Christophe Honoré met en scène dans un huis clos les souvenirs d’une femme et de ses conquêtes masculines.

L’AVIS DU « MONDE » – À VOIR

Il y aurait une série à écrire sur « la chambre d’en face » au cinéma. De Fenêtre sur cour (1954), d’Alfred Hitchcock, avec James Stewart paralysé derrière sa fenêtre face à l’assassin qui opère de l’autre côté de la cour, à Nous irons tous au paradis (1977), d’Yves Robert, où Jean Rochefort loue une chambre d’hôtel pour mieux surveiller sa femme. Bien des sentiments entrent dans ce dispositif, de la peur à la jalousie, du voyeurisme à la concupiscence. Christophe Honoré relance la donne aujourd’hui au titre de la fantaisie onirique, et l’on parierait que son souvenir à lui trouve son origine dans la seizième minute du court-métrage de François Truffaut, Antoine et Colette (1962).

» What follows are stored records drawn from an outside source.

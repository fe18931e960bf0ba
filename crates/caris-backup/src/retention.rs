//! Rotation and retention of backup artifacts
//!
//! Buckets are derived from backup age at evaluation time, never stored:
//! - daily: age of 7 days or less, keep the N most recent
//! - weekly: age 8 to 30 days, one representative per ISO week, keep N weeks
//! - monthly: age 31 to 365 days, one representative per calendar month,
//!   keep N months
//!
//! The representative of a week or month bucket is its oldest backup, so a
//! deliberate first-of-month snapshot survives while later backups in the
//! same bucket are pruned. Everything older or unselected is deleted.
//! Selection is a pure function of the backup set, which makes a repeated
//! run with unchanged inputs a no-op. A backup timestamped after the
//! evaluation time is kept unconditionally.

use crate::error::BackupResult;
use crate::metadata::{BackupMetadata, BackupTarget, MetadataStore};
use chrono::{DateTime, Datelike, Utc};
use serde::{Deserialize, Serialize};
use std::collections::{HashMap, HashSet};
use tracing::{debug, info};

/// Keep-counts per retention bucket
#[derive(Debug, Clone, Copy, Serialize, Deserialize)]
pub struct RetentionPolicy {
    /// Number of daily backups to keep (age of 7 days or less)
    pub daily: usize,
    /// Number of weekly representatives to keep (age 8 to 30 days)
    pub weekly: usize,
    /// Number of monthly representatives to keep (age 31 to 365 days)
    pub monthly: usize,
}

impl Default for RetentionPolicy {
    fn default() -> Self {
        Self {
            daily: 7,
            weekly: 4,
            monthly: 12,
        }
    }
}

/// Ids of the backups a policy keeps, evaluated at `now`
pub fn select_retained(
    backups: &[BackupMetadata],
    policy: &RetentionPolicy,
    now: DateTime<Utc>,
) -> HashSet<String> {
    let mut keep = HashSet::new();

    let age_days = |m: &BackupMetadata| (now - m.timestamp).num_days();

    // A backup dated after `now` (clock skew between hosts) is never pruned
    keep.extend(
        backups
            .iter()
            .filter(|m| age_days(m) < 0)
            .map(|m| m.id.clone()),
    );

    // Daily bucket: most recent N
    let mut daily: Vec<&BackupMetadata> = backups
        .iter()
        .filter(|m| (0..=7).contains(&age_days(m)))
        .collect();
    daily.sort_by(|a, b| b.timestamp.cmp(&a.timestamp));
    keep.extend(daily.iter().take(policy.daily).map(|m| m.id.clone()));

    // Weekly bucket: oldest backup per ISO week, most recent N weeks
    let mut weeks: HashMap<(i32, u32), &BackupMetadata> = HashMap::new();
    for m in backups.iter().filter(|m| (8..=30).contains(&age_days(m))) {
        let week = m.timestamp.iso_week();
        weeks
            .entry((week.year(), week.week()))
            .and_modify(|rep| {
                if m.timestamp < rep.timestamp {
                    *rep = m;
                }
            })
            .or_insert(m);
    }
    let mut weekly: Vec<&BackupMetadata> = weeks.into_values().collect();
    weekly.sort_by(|a, b| b.timestamp.cmp(&a.timestamp));
    keep.extend(weekly.iter().take(policy.weekly).map(|m| m.id.clone()));

    // Monthly bucket: oldest backup per calendar month, most recent N months
    let mut months: HashMap<(i32, u32), &BackupMetadata> = HashMap::new();
    for m in backups.iter().filter(|m| (31..=365).contains(&age_days(m))) {
        months
            .entry((m.timestamp.year(), m.timestamp.month()))
            .and_modify(|rep| {
                if m.timestamp < rep.timestamp {
                    *rep = m;
                }
            })
            .or_insert(m);
    }
    let mut monthly: Vec<&BackupMetadata> = months.into_values().collect();
    monthly.sort_by(|a, b| b.timestamp.cmp(&a.timestamp));
    keep.extend(monthly.iter().take(policy.monthly).map(|m| m.id.clone()));

    keep
}

/// Apply a retention policy to one backup target, deleting everything the
/// policy does not select. Returns the number of deleted backups.
pub fn apply_policy(
    store: &MetadataStore,
    target: BackupTarget,
    policy: &RetentionPolicy,
    now: DateTime<Utc>,
) -> BackupResult<usize> {
    let backups = store.list_for_target(target)?;
    let keep = select_retained(&backups, policy, now);

    let mut deleted = 0;
    for backup in &backups {
        if !keep.contains(&backup.id) {
            debug!("Retention pruning backup {}", backup.id);
            store.remove(backup)?;
            deleted += 1;
        }
    }

    if deleted > 0 {
        info!(
            "🗑 Retention policy removed {} {:?} backup(s), kept {}",
            deleted,
            target,
            keep.len()
        );
    }

    Ok(deleted)
}

#[cfg(test)]
mod tests {
    use super::*;
    use crate::metadata::{generate_backup_id, BackupStatus, BackupType};
    use chrono::Duration;

    fn backup_at(ts: DateTime<Utc>) -> BackupMetadata {
        BackupMetadata {
            id: generate_backup_id(BackupTarget::Database, ts),
            timestamp: ts,
            backup_type: BackupType::Full,
            target: BackupTarget::Database,
            size: 100,
            compressed: true,
            encrypted: true,
            checksum: "deadbeef".into(),
            file_path: std::path::PathBuf::from("/tmp/none"),
            status: BackupStatus::Completed,
            error: None,
        }
    }

    #[test]
    fn test_daily_bucket_keeps_most_recent_n() {
        let now = Utc::now();
        let backups: Vec<_> = (0..10)
            .map(|d| backup_at(now - Duration::days(d)))
            .collect();

        let keep = select_retained(&backups, &RetentionPolicy::default(), now);

        // Ages 0..=7 qualify as daily, the 7 most recent survive
        for (age, backup) in backups.iter().enumerate() {
            let kept = keep.contains(&backup.id);
            assert_eq!(kept, age < 7, "age {} kept={}", age, kept);
        }
    }

    #[test]
    fn test_forty_day_scenario() {
        // Daily backups on days 1..=40 plus a monthly snapshot on day 1,
        // evaluated on day 40 with the default {daily:7, weekly:4,
        // monthly:12} policy. Fixed evaluation date keeps the calendar
        // bucketing deterministic: days 1..=9 all fall in May 2025.
        let now = "2025-06-10T12:00:00Z".parse::<DateTime<Utc>>().unwrap();
        let day = |n: i64| now - Duration::days(40 - n);

        let mut backups: Vec<_> = (1..=40).map(|n| backup_at(day(n))).collect();
        let monthly_snapshot = backup_at(day(1) - Duration::hours(1));
        backups.push(monthly_snapshot.clone());

        let keep = select_retained(&backups, &RetentionPolicy::default(), now);

        // Days 34..=40 stay intact
        for backup in &backups[33..40] {
            assert!(keep.contains(&backup.id), "recent daily backup pruned");
        }

        // The deliberate day-1 snapshot is the oldest in its calendar month
        // bucket and therefore the representative
        assert!(keep.contains(&monthly_snapshot.id));

        // At most 4 weekly representatives from the 8..=30 day range
        let weekly_kept = backups
            .iter()
            .filter(|b| {
                let age = (now - b.timestamp).num_days();
                (8..=30).contains(&age) && keep.contains(&b.id)
            })
            .count();
        assert!(weekly_kept <= 4, "kept {} weekly representatives", weekly_kept);

        // Nothing between the buckets leaks through: days 2..=9 compete with
        // the day-1 snapshot and lose
        let day2 = &backups[1];
        assert!(!keep.contains(&day2.id));
    }

    #[test]
    fn test_apply_policy_is_idempotent() {
        let dir = tempfile::tempdir().unwrap();
        let store = MetadataStore::open(dir.path()).unwrap();
        let now = Utc::now();

        for d in 0..20 {
            let meta = backup_at(now - Duration::days(d));
            store.save(&meta).unwrap();
        }

        let policy = RetentionPolicy::default();
        let first = apply_policy(&store, BackupTarget::Database, &policy, now).unwrap();
        assert!(first > 0);

        let second = apply_policy(&store, BackupTarget::Database, &policy, now).unwrap();
        assert_eq!(second, 0, "second run must delete nothing further");
    }

    #[test]
    fn test_future_dated_backup_survives_cleanup() {
        // A host with a skewed clock can write a record dated after the
        // cleanup's evaluation time; it must not be treated as prunable
        let dir = tempfile::tempdir().unwrap();
        let store = MetadataStore::open(dir.path()).unwrap();
        let now = Utc::now();

        let future = backup_at(now + Duration::days(2));
        store.save(&future).unwrap();

        let deleted =
            apply_policy(&store, BackupTarget::Database, &RetentionPolicy::default(), now).unwrap();
        assert_eq!(deleted, 0);
        assert!(store.load(&future.id).is_ok());
    }

    #[test]
    fn test_backups_older_than_a_year_are_pruned() {
        let now = Utc::now();
        let ancient = backup_at(now - Duration::days(400));
        let keep = select_retained(
            std::slice::from_ref(&ancient),
            &RetentionPolicy::default(),
            now,
        );
        assert!(keep.is_empty());
    }
}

Résumons. Antoine (Jean-Pierre Léaud, ex-garnement des Quatre cents coups) est devenu passionné de musique, travaille désormais chez Phillips et fait la connaissance de la ravissante Colette (Marie-France Pisier, ah ! Marie-France Pisier…) qui fréquente comme lui les concerts des Jeunesses musicales de France. Il tombe amoureux, elle ne lui accordera jamais davantage que son amitié. A la cruauté de la situation, Antoine répond par l’énergie du désespoir et loue sur un coup de tête, à la seizième minute du film donc, une chambre à l’Hôtel de la Paix, qui fait face au domicile des parents de Colette, non loin de la place de Clichy. La conclusion sera amère.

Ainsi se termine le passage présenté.